Tiptoeing into Physical Therapy

A year and a half ago, I pushed my body too hard, too fast and I have the back injury today to prove it. I began physical therapy for said injury last summer, when I was most certainly not well enough to do so. My goal at the time was to run again. Yes. Run. I have to run. If I don’t run I will never stop gaining weight. My disorder was delighted at the idea of starting physical therapy, but my body knew better. I did all of the exercises, but my injury persisted. Perhaps because I was not eating nearly enough to repair the damage I had done to my body, much less build or repair any muscle for exercise. Thus, I was forced to rest and take my disorder’s goal of running off of the table entirely.

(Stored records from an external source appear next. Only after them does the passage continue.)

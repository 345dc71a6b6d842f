//! Mock environment document model.
//!
//! Mirrors the on-disk environment format the mock-serving runtime consumes.
//! Every struct carries a flattened `extra` map so fields this tool does not
//! interpret survive a merge untouched: a run is a monotone merge into the
//! document, never a destructive rewrite.

use crate::error::Result;
use crate::rule::{null_to_default, Rule, RuleSet, RulesCombinator};
use serde::{Deserialize, Serialize};
use serde_json::{Map, Value};
use std::fs;
use std::path::Path;
use uuid::Uuid;

fn new_uuid() -> String {
    Uuid::new_v4().to_string()
}

fn default_status_code() -> u16 {
    200
}

fn default_body_type() -> String {
    "INLINE".to_string()
}

fn default_crud_key() -> String {
    "id".to_string()
}

fn default_route_kind() -> String {
    "http".to_string()
}

fn default_migration() -> u32 {
    33
}

fn default_port() -> u16 {
    3000
}

/// Header key/value pair as stored in the environment document.
#[derive(Debug, Clone, Default, PartialEq, Eq, Serialize, Deserialize)]
pub struct Header {
    #[serde(default)]
    pub key: String,
    #[serde(default)]
    pub value: String,
}

impl Header {
    pub fn new(key: impl Into<String>, value: impl Into<String>) -> Self {
        Self {
            key: key.into(),
            value: value.into(),
        }
    }
}

/// Response selection mode for a route.
///
/// This tool always produces `RULES`; the other modes can appear in
/// documents written by hand or by other tooling and must round-trip.
#[derive(Debug, Clone, Copy, PartialEq, Eq, Serialize, Deserialize)]
#[serde(rename_all = "SCREAMING_SNAKE_CASE")]
pub enum ResponseMode {
    Rules,
    Random,
    Sequential,
    DisableRules,
    Fallback,
}

/// Reference from the environment's root ordering to a route.
#[derive(Debug, Clone, Serialize, Deserialize)]
pub struct RootChild {
    #[serde(rename = "type")]
    pub kind: String,
    #[serde(default)]
    pub uuid: String,
    #[serde(flatten)]
    pub extra: Map<String, Value>,
}

impl RootChild {
    pub fn route(uuid: impl Into<String>) -> Self {
        Self {
            kind: "route".to_string(),
            uuid: uuid.into(),
            extra: Map::new(),
        }
    }
}

/// TLS block of the environment skeleton. Written once, never interpreted.
#[derive(Debug, Clone, Serialize, Deserialize)]
#[serde(rename_all = "camelCase", default)]
pub struct TlsOptions {
    pub enabled: bool,
    #[serde(rename = "type")]
    pub kind: String,
    pub pfx_path: String,
    pub cert_path: String,
    pub key_path: String,
    pub ca_path: String,
    pub passphrase: String,
}

impl Default for TlsOptions {
    fn default() -> Self {
        Self {
            enabled: false,
            kind: "CERT".to_string(),
            pfx_path: String::new(),
            cert_path: String::new(),
            key_path: String::new(),
            ca_path: String::new(),
            passphrase: String::new(),
        }
    }
}

/// One candidate response for a route, selected at match time by its rules.
#[derive(Debug, Clone, Serialize, Deserialize)]
#[serde(rename_all = "camelCase")]
pub struct RouteResponse {
    #[serde(default = "new_uuid")]
    pub uuid: String,
    #[serde(default)]
    pub body: String,
    #[serde(default)]
    pub latency: u32,
    #[serde(default = "default_status_code")]
    pub status_code: u16,
    #[serde(default)]
    pub label: String,
    #[serde(default)]
    pub headers: Vec<Header>,
    #[serde(default = "default_body_type")]
    pub body_type: String,
    #[serde(default)]
    pub file_path: String,
    #[serde(default, rename = "databucketID")]
    pub databucket_id: String,
    #[serde(default)]
    pub send_file_as_body: bool,
    #[serde(default, deserialize_with = "null_to_default")]
    pub rules: Vec<Rule>,
    #[serde(default, deserialize_with = "null_to_default")]
    pub rules_operator: RulesCombinator,
    #[serde(default)]
    pub disable_templating: bool,
    #[serde(default)]
    pub fallback_to404: bool,
    #[serde(default)]
    pub default: bool,
    #[serde(default = "default_crud_key")]
    pub crud_key: String,
    #[serde(default)]
    pub callbacks: Vec<Value>,
    #[serde(flatten)]
    pub extra: Map<String, Value>,
}

impl RouteResponse {
    /// Inline response built from a captured request/response pair.
    ///
    /// The default flag starts cleared; prioritization assigns it after all
    /// entries are folded in.
    pub fn captured(
        status_code: u16,
        label: String,
        body: String,
        headers: Vec<Header>,
        rules: RuleSet,
    ) -> Self {
        Self {
            uuid: new_uuid(),
            body,
            latency: 0,
            status_code,
            label,
            headers,
            body_type: default_body_type(),
            file_path: String::new(),
            databucket_id: String::new(),
            send_file_as_body: false,
            rules: rules.into_vec(),
            rules_operator: RulesCombinator::And,
            disable_templating: false,
            fallback_to404: false,
            default: false,
            crud_key: default_crud_key(),
            callbacks: Vec::new(),
            extra: Map::new(),
        }
    }
}

/// A method+path endpoint with its ordered candidate responses.
///
/// Response order is the matching precedence the serving runtime walks, so
/// it is re-derived from content whenever responses change.
#[derive(Debug, Clone, Serialize, Deserialize)]
#[serde(rename_all = "camelCase")]
pub struct Route {
    #[serde(default = "new_uuid")]
    pub uuid: String,
    #[serde(default = "default_route_kind", rename = "type")]
    pub kind: String,
    #[serde(default)]
    pub documentation: String,
    #[serde(default)]
    pub method: String,
    #[serde(default)]
    pub endpoint: String,
    #[serde(default, deserialize_with = "null_to_default")]
    pub responses: Vec<RouteResponse>,
    #[serde(default)]
    pub response_mode: Option<ResponseMode>,
    #[serde(default)]
    pub streaming_mode: Option<Value>,
    #[serde(default)]
    pub streaming_interval: u32,
    #[serde(flatten)]
    pub extra: Map<String, Value>,
}

impl Route {
    /// New HTTP route for a lowercase method and a request path. The stored
    /// endpoint drops the leading slash.
    pub fn new(method: impl Into<String>, path: &str, response: RouteResponse) -> Self {
        Self {
            uuid: new_uuid(),
            kind: default_route_kind(),
            documentation: String::new(),
            method: method.into(),
            endpoint: path.trim_start_matches('/').to_string(),
            responses: vec![response],
            response_mode: Some(ResponseMode::Rules),
            streaming_mode: None,
            streaming_interval: 0,
            extra: Map::new(),
        }
    }
}

/// Top-level mock environment document.
#[derive(Debug, Clone, Serialize, Deserialize)]
#[serde(rename_all = "camelCase")]
pub struct Environment {
    #[serde(default = "new_uuid")]
    pub uuid: String,
    #[serde(default = "default_migration")]
    pub last_migration: u32,
    #[serde(default)]
    pub name: String,
    #[serde(default)]
    pub endpoint_prefix: String,
    #[serde(default)]
    pub latency: u32,
    #[serde(default = "default_port")]
    pub port: u16,
    #[serde(default)]
    pub hostname: String,
    #[serde(default)]
    pub folders: Vec<Value>,
    #[serde(default, deserialize_with = "null_to_default")]
    pub routes: Vec<Route>,
    #[serde(default, deserialize_with = "null_to_default")]
    pub root_children: Vec<RootChild>,
    #[serde(default)]
    pub proxy_mode: bool,
    #[serde(default)]
    pub proxy_host: String,
    #[serde(default)]
    pub proxy_remove_prefix: bool,
    #[serde(default)]
    pub tls_options: TlsOptions,
    #[serde(default)]
    pub cors: bool,
    #[serde(default)]
    pub headers: Vec<Header>,
    #[serde(default)]
    pub proxy_req_headers: Vec<Header>,
    #[serde(default)]
    pub proxy_res_headers: Vec<Header>,
    #[serde(default)]
    pub data: Vec<Value>,
    #[serde(default)]
    pub callbacks: Vec<Value>,
    #[serde(flatten)]
    pub extra: Map<String, Value>,
}

impl Environment {
    /// Fresh environment skeleton used when no document exists yet.
    pub fn skeleton() -> Self {
        Self {
            uuid: new_uuid(),
            last_migration: default_migration(),
            name: "Converted HAR".to_string(),
            endpoint_prefix: String::new(),
            latency: 0,
            port: default_port(),
            hostname: String::new(),
            folders: Vec::new(),
            routes: Vec::new(),
            root_children: Vec::new(),
            proxy_mode: false,
            proxy_host: String::new(),
            proxy_remove_prefix: false,
            tls_options: TlsOptions::default(),
            cors: true,
            headers: vec![Header::new("Content-Type", "application/json")],
            proxy_req_headers: Vec::new(),
            proxy_res_headers: Vec::new(),
            data: Vec::new(),
            callbacks: Vec::new(),
            extra: Map::new(),
        }
    }

    /// Load a previously persisted environment document.
    pub fn from_file(path: &Path) -> Result<Self> {
        let content = fs::read_to_string(path)?;
        Ok(serde_json::from_str(&content)?)
    }

    /// Persist the environment as pretty-printed JSON.
    ///
    /// The single terminal write is the run's only durable commit point; the
    /// parent directory is created if absent.
    pub fn to_file(&self, path: &Path) -> Result<()> {
        if let Some(parent) = path.parent() {
            if !parent.as_os_str().is_empty() {
                fs::create_dir_all(parent)?;
            }
        }
        let json = serde_json::to_string_pretty(self)?;
        fs::write(path, json)?;
        Ok(())
    }
}

#[cfg(test)]
mod tests {
    use super::*;

    #[test]
    fn test_skeleton_defaults() {
        let env = Environment::skeleton();
        assert_eq!(env.last_migration, 33);
        assert_eq!(env.name, "Converted HAR");
        assert_eq!(env.port, 3000);
        assert!(env.cors);
        assert!(env.routes.is_empty());
        assert!(env.root_children.is_empty());
        assert_eq!(env.headers, vec![Header::new("Content-Type", "application/json")]);
        assert_eq!(env.tls_options.kind, "CERT");
        assert!(!env.tls_options.enabled);
    }

    #[test]
    fn test_unrelated_fields_round_trip() {
        let doc = serde_json::json!({
            "uuid": "env-1",
            "routes": [],
            "rootChildren": [],
            "customTopLevel": {"nested": true},
            "anotherField": 42
        });
        let env: Environment = serde_json::from_value(doc).unwrap();
        let back = serde_json::to_value(&env).unwrap();
        assert_eq!(back["customTopLevel"], serde_json::json!({"nested": true}));
        assert_eq!(back["anotherField"], 42);
    }

    #[test]
    fn test_null_collections_deserialize_as_empty() {
        let doc = serde_json::json!({
            "routes": [{
                "method": "get",
                "endpoint": "items",
                "responses": [{
                    "body": "{}",
                    "statusCode": 200,
                    "rules": null,
                    "rulesOperator": null
                }]
            }],
            "rootChildren": []
        });
        let env: Environment = serde_json::from_value(doc).unwrap();
        assert!(env.routes[0].responses[0].rules.is_empty());
        assert_eq!(
            env.routes[0].responses[0].rules_operator,
            RulesCombinator::And
        );

        let doc = serde_json::json!({"routes": null, "rootChildren": []});
        let env: Environment = serde_json::from_value(doc).unwrap();
        assert!(env.routes.is_empty());
    }

    #[test]
    fn test_route_strips_leading_slash() {
        let response = RouteResponse::captured(
            200,
            "200 /items".to_string(),
            "{}".to_string(),
            Vec::new(),
            RuleSet::default(),
        );
        let route = Route::new("get", "/items", response);
        assert_eq!(route.endpoint, "items");
        assert_eq!(route.kind, "http");
        assert_eq!(route.response_mode, Some(ResponseMode::Rules));
    }

    #[test]
    fn test_response_serde_field_names() {
        let response = RouteResponse::captured(
            200,
            "label".to_string(),
            "body".to_string(),
            Vec::new(),
            RuleSet::default(),
        );
        let json = serde_json::to_value(&response).unwrap();
        assert_eq!(json["statusCode"], 200);
        assert_eq!(json["bodyType"], "INLINE");
        assert_eq!(json["databucketID"], "");
        assert_eq!(json["rulesOperator"], "AND");
        assert_eq!(json["fallbackTo404"], false);
        assert_eq!(json["crudKey"], "id");
        assert_eq!(json["default"], false);
    }

    #[test]
    fn test_file_round_trip_creates_parent_dir() {
        let dir = tempfile::tempdir().unwrap();
        let path = dir.path().join("output/mockoon.json");

        let mut env = Environment::skeleton();
        env.extra
            .insert("keptField".to_string(), serde_json::json!("kept"));
        env.to_file(&path).unwrap();

        let loaded = Environment::from_file(&path).unwrap();
        assert_eq!(loaded.uuid, env.uuid);
        assert_eq!(loaded.name, "Converted HAR");
        assert_eq!(loaded.extra["keptField"], "kept");
    }

    #[test]
    fn test_response_mode_wire_names() {
        assert_eq!(
            serde_json::to_string(&ResponseMode::Rules).unwrap(),
            "\"RULES\""
        );
        assert_eq!(
            serde_json::to_string(&ResponseMode::DisableRules).unwrap(),
            "\"DISABLE_RULES\""
        );
    }
}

In the last year or so, the injury to my back has been a constant burden. It hurts to walk for extended periods of time, to bend over, and even to sit down for more than a few minutes. I started physical therapy again a few months ago, but I have had to proceed trepidatiously. I have had to make it clear to my therapist that my goal is not to become a marathon runner. My goal is the live the life I want to live without pain. This week, I noticed that walking the dog for extended periods of time was causing me immense pain. Because I want to be able to go on long walks in my life, this is a problem. Physical therapy may indeed be the answer, as long as I don’t let my eating disorder see it as a new way to sneak in more caloric expenditure, or a new set of rules to instill upon myself.

When I went to physical therapy today, one comment made by my therapist stuck with me. He remarked that it was surprising that I was so active and in such good shape, yet my muscles were relatively small. I didn’t have the courage to say, “Well, that might be because I starved half to death and could see my muscles diminishing under my skin as my body fought to stay alive,” but that is the truth. As I walked out of my appointment today with a new set of home exercises sent with me, a reality struck me. The fact of the matter is, I am not your average physical therapy patient. I am a patient in recovery from an eating disorder, and I will need to put recovery from this illness, the one that could have claimed my life, as a priority above completing my physical therapy exercises. Yes, they will help me to get strong and that is something that I want. But no achievement in physical strength is worth taking steps backward in recovery. Physical therapy should enhance the life I want to live, not limit it.